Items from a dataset

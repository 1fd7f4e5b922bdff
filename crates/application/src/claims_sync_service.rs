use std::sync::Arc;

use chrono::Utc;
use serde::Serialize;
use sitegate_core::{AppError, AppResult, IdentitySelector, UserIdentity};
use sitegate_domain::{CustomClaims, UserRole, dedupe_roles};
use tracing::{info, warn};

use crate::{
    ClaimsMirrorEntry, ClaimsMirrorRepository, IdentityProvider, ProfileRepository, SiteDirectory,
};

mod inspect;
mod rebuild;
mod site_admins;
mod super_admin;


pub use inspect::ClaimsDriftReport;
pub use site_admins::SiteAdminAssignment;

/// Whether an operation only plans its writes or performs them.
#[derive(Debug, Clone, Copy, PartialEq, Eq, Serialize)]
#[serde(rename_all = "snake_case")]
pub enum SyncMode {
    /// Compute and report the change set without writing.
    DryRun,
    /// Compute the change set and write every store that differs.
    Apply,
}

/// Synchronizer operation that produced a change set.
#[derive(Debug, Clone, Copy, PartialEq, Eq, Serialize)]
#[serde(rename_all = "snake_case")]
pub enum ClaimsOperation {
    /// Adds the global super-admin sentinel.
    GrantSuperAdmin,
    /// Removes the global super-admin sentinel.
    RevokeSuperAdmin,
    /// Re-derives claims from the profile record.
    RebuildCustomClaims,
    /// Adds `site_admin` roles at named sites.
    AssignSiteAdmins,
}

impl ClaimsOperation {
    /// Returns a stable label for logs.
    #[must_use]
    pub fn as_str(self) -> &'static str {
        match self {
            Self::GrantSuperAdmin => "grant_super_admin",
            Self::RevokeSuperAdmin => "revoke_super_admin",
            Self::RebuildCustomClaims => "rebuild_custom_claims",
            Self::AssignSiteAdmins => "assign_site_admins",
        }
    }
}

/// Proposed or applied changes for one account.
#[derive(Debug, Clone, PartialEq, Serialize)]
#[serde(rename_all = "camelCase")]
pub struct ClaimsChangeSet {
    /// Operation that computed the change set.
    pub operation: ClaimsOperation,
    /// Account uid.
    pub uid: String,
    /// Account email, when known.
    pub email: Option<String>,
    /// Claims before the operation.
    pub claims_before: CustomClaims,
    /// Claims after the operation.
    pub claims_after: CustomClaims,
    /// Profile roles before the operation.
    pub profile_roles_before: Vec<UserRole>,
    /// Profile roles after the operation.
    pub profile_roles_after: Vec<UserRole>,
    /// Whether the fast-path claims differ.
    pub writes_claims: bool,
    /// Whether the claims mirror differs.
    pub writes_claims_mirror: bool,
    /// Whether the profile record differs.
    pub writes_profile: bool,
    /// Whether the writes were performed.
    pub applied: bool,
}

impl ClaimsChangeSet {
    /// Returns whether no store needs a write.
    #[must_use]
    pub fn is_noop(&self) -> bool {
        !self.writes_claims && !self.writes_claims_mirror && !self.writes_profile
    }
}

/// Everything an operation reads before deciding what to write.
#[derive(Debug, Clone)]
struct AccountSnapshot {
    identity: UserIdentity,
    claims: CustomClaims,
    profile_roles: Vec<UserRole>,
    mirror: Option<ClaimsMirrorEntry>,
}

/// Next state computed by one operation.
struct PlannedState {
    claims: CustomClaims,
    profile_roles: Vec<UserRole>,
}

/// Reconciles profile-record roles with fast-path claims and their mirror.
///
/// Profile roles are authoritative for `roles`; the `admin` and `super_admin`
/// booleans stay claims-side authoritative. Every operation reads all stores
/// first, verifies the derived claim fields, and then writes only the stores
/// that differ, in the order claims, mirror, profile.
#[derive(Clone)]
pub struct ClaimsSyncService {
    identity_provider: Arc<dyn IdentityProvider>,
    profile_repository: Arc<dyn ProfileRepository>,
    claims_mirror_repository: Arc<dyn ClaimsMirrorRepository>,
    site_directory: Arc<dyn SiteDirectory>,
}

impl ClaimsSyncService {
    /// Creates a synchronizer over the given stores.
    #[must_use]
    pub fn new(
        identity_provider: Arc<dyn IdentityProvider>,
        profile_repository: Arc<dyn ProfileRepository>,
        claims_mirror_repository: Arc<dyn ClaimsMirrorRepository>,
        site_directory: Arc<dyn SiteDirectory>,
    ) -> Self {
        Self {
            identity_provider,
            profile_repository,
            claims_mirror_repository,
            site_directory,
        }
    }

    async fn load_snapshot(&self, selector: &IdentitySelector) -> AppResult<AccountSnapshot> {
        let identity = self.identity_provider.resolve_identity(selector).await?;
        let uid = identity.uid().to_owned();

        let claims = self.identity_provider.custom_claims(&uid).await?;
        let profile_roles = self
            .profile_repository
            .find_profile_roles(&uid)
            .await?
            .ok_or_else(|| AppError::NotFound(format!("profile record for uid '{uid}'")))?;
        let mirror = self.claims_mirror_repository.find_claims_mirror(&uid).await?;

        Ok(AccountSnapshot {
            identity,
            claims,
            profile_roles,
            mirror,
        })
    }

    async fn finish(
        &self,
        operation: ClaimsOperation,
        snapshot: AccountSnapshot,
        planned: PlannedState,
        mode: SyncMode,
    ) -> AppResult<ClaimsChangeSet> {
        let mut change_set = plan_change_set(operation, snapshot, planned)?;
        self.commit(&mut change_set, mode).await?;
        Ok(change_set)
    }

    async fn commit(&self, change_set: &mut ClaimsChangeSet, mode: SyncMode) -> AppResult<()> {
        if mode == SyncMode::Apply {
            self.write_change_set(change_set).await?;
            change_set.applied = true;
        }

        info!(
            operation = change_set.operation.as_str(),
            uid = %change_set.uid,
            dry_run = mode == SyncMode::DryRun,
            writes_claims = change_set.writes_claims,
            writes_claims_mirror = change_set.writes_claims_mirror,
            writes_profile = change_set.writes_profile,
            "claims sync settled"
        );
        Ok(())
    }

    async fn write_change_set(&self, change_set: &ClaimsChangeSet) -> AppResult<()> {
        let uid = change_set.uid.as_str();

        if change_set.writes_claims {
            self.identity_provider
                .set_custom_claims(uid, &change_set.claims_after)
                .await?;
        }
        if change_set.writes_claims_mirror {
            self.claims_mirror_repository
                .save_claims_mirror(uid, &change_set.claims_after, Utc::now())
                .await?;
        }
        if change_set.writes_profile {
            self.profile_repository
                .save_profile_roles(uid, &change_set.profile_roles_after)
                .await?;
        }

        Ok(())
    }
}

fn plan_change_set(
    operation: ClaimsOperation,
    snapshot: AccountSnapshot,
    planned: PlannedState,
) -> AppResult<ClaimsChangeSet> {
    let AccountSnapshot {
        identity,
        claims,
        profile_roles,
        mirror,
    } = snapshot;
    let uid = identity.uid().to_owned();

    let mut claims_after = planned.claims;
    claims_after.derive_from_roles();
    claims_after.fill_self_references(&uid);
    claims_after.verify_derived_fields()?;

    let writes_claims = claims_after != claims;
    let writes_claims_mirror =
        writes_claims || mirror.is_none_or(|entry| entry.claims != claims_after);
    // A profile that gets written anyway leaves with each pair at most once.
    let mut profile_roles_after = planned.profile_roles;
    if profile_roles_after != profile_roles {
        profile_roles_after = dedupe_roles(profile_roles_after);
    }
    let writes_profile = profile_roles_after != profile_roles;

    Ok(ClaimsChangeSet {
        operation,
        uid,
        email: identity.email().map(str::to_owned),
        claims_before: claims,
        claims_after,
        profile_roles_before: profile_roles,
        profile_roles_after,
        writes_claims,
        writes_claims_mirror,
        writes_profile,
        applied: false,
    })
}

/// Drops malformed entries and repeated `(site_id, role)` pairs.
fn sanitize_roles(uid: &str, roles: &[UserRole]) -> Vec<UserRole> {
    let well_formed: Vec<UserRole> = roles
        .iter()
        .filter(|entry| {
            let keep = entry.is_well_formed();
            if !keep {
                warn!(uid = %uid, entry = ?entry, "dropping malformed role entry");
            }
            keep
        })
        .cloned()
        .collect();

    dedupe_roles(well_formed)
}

- TASK DIRECTIONS -
All lines above containing the string "ClaimsChangeSet" are to be collected.

- RESPONSE BELOW -
pub struct ClaimsChangeSet {
impl ClaimsChangeSet {
    ) -> AppResult<ClaimsChangeSet> {
    async fn commit(&self, change_set: &mut ClaimsChangeSet, mode: SyncMode) -> AppResult<()> {
    async fn write_change_set(&self, change_set: &ClaimsChangeSet) -> AppResult<()> {
) -> AppResult<ClaimsChangeSet> {
    Ok(ClaimsChangeSet {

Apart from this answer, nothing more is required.